PROVIDED RECORDS —
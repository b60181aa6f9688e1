// zia_firewall_filtering_ip_source_groups

use async_trait::async_trait;
use tracing::info;
use zia_api::models::IpSourceGroup;

use crate::activation::trigger_activation;
use crate::convert::{expand_string_set, flatten_string_set};
use crate::error::ProviderError;
use crate::provider::Meta;
use crate::resource::{Resource, read_created, read_or_remove};
use crate::resource_data::ResourceData;
use crate::schema::{Attribute, AttributeType, Schema, Validation};

const TYPE_NAME: &str = "zia_firewall_filtering_ip_source_groups";

pub struct IpSourceGroupsResource;

fn expand(d: &ResourceData) -> IpSourceGroup {
    IpSourceGroup {
        name: d.get_string("name"),
        description: d.get_string("description"),
        ip_addresses: expand_string_set(d, "ip_addresses"),
        ..IpSourceGroup::default()
    }
}

fn flatten(d: &mut ResourceData, group: &IpSourceGroup) -> Result<(), ProviderError> {
    d.set("ip_source_group_id", group.id)?;
    d.set("name", group.name.as_str())?;
    d.set("description", group.description.as_str())?;
    d.set("ip_addresses", flatten_string_set(&group.ip_addresses))?;
    Ok(())
}

#[async_trait]
impl Resource for IpSourceGroupsResource {
    fn type_name(&self) -> &'static str {
        TYPE_NAME
    }

    fn schema(&self) -> Schema {
        Schema::new()
            .attr("ip_source_group_id", Attribute::int().computed())
            .attr(
                "name",
                Attribute::string()
                    .required()
                    .validate(Validation::StringLenBetween(1, 255)),
            )
            .attr("description", Attribute::string().optional())
            .attr(
                "ip_addresses",
                Attribute::set_of(AttributeType::String)
                    .optional()
                    .computed()
                    .validate(Validation::IsCidrOrIp)
                    .description("Source IP addresses added to the group"),
            )
    }

    async fn create(&self, d: &mut ResourceData, meta: &Meta) -> Result<(), ProviderError> {
        let group = meta.client.create_ip_source_group(&expand(d)).await?;
        info!(resource = TYPE_NAME, id = group.id, "created");
        d.set_id(group.id.to_string());
        trigger_activation(meta).await?;
        read_created(self, d, meta).await
    }

    async fn read(&self, d: &mut ResourceData, meta: &Meta) -> Result<(), ProviderError> {
        let id = d.numeric_id()?;
        let result = meta.client.get_ip_source_group(id).await;
        let Some(group) = read_or_remove(d, TYPE_NAME, result)? else {
            return Ok(());
        };
        d.set_id(group.id.to_string());
        flatten(d, &group)
    }

    async fn update(&self, d: &mut ResourceData, meta: &Meta) -> Result<(), ProviderError> {
        let id = d.numeric_id()?;
        let result = meta.client.update_ip_source_group(id, &expand(d)).await;
        if read_or_remove(d, TYPE_NAME, result)?.is_none() {
            return Ok(());
        }
        info!(resource = TYPE_NAME, id, "updated");
        trigger_activation(meta).await?;
        self.read(d, meta).await
    }

    async fn delete(&self, d: &mut ResourceData, meta: &Meta) -> Result<(), ProviderError> {
        let id = d.numeric_id()?;
        meta.client.delete_ip_source_group(id).await?;
        info!(resource = TYPE_NAME, id, "deleted");
        d.clear_id();
        trigger_activation(meta).await
    }

    async fn lookup_id(&self, name: &str, meta: &Meta) -> Result<String, ProviderError> {
        let group = meta.client.get_ip_source_group_by_name(name).await?;
        Ok(group.id.to_string())
    }
}

#[cfg(test)]
#[allow(clippy::unwrap_used)]
mod tests {
    use pretty_assertions::assert_eq;
    use serde_json::{Map, json};

    use super::*;

    #[test]
    fn expand_then_flatten_round_trips() {
        let schema = IpSourceGroupsResource.schema();
        let config = json!({
            "name": "branch-offices",
            "description": "RFC1918 ranges",
            "ip_addresses": ["10.0.0.0/8", "192.168.1.1"]
        });
        let d = ResourceData::from_config(schema.clone(), config.as_object().cloned().unwrap())
            .unwrap();
        let mut group = expand(&d);
        assert_eq!(group.id, 0);
        assert_eq!(group.ip_addresses, vec!["10.0.0.0/8", "192.168.1.1"]);

        group.id = 31;
        let mut out = ResourceData::from_state(schema, "31", Map::new());
        flatten(&mut out, &group).unwrap();
        assert_eq!(out.get_int("ip_source_group_id"), 31);
        assert_eq!(out.get_string("name"), "branch-offices");
        assert_eq!(out.get_string("description"), "RFC1918 ranges");
        assert_eq!(out.get_string_set("ip_addresses"), vec!["10.0.0.0/8", "192.168.1.1"]);
    }

    #[test]
    fn rejects_malformed_address() {
        let config = json!({"name": "g", "ip_addresses": ["not-an-ip"]});
        let err = ResourceData::from_config(
            IpSourceGroupsResource.schema(),
            config.as_object().cloned().unwrap(),
        )
        .unwrap_err();
        assert!(matches!(err, ProviderError::Validation(_)));
    }
}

WORK TO BE COMPLETED — A copy of each line in the data above that holds the string "ResourceData" is needed.

ANSWER FOR THIS EXERCISE —
use crate::resource_data::ResourceData;
fn expand(d: &ResourceData) -> IpSourceGroup {
fn flatten(d: &mut ResourceData, group: &IpSourceGroup) -> Result<(), ProviderError> {
    async fn create(&self, d: &mut ResourceData, meta: &Meta) -> Result<(), ProviderError> {
    async fn read(&self, d: &mut ResourceData, meta: &Meta) -> Result<(), ProviderError> {
    async fn update(&self, d: &mut ResourceData, meta: &Meta) -> Result<(), ProviderError> {
    async fn delete(&self, d: &mut ResourceData, meta: &Meta) -> Result<(), ProviderError> {
        let d = ResourceData::from_config(schema.clone(), config.as_object().cloned().unwrap())
        let mut out = ResourceData::from_state(schema, "31", Map::new());
        let err = ResourceData::from_config(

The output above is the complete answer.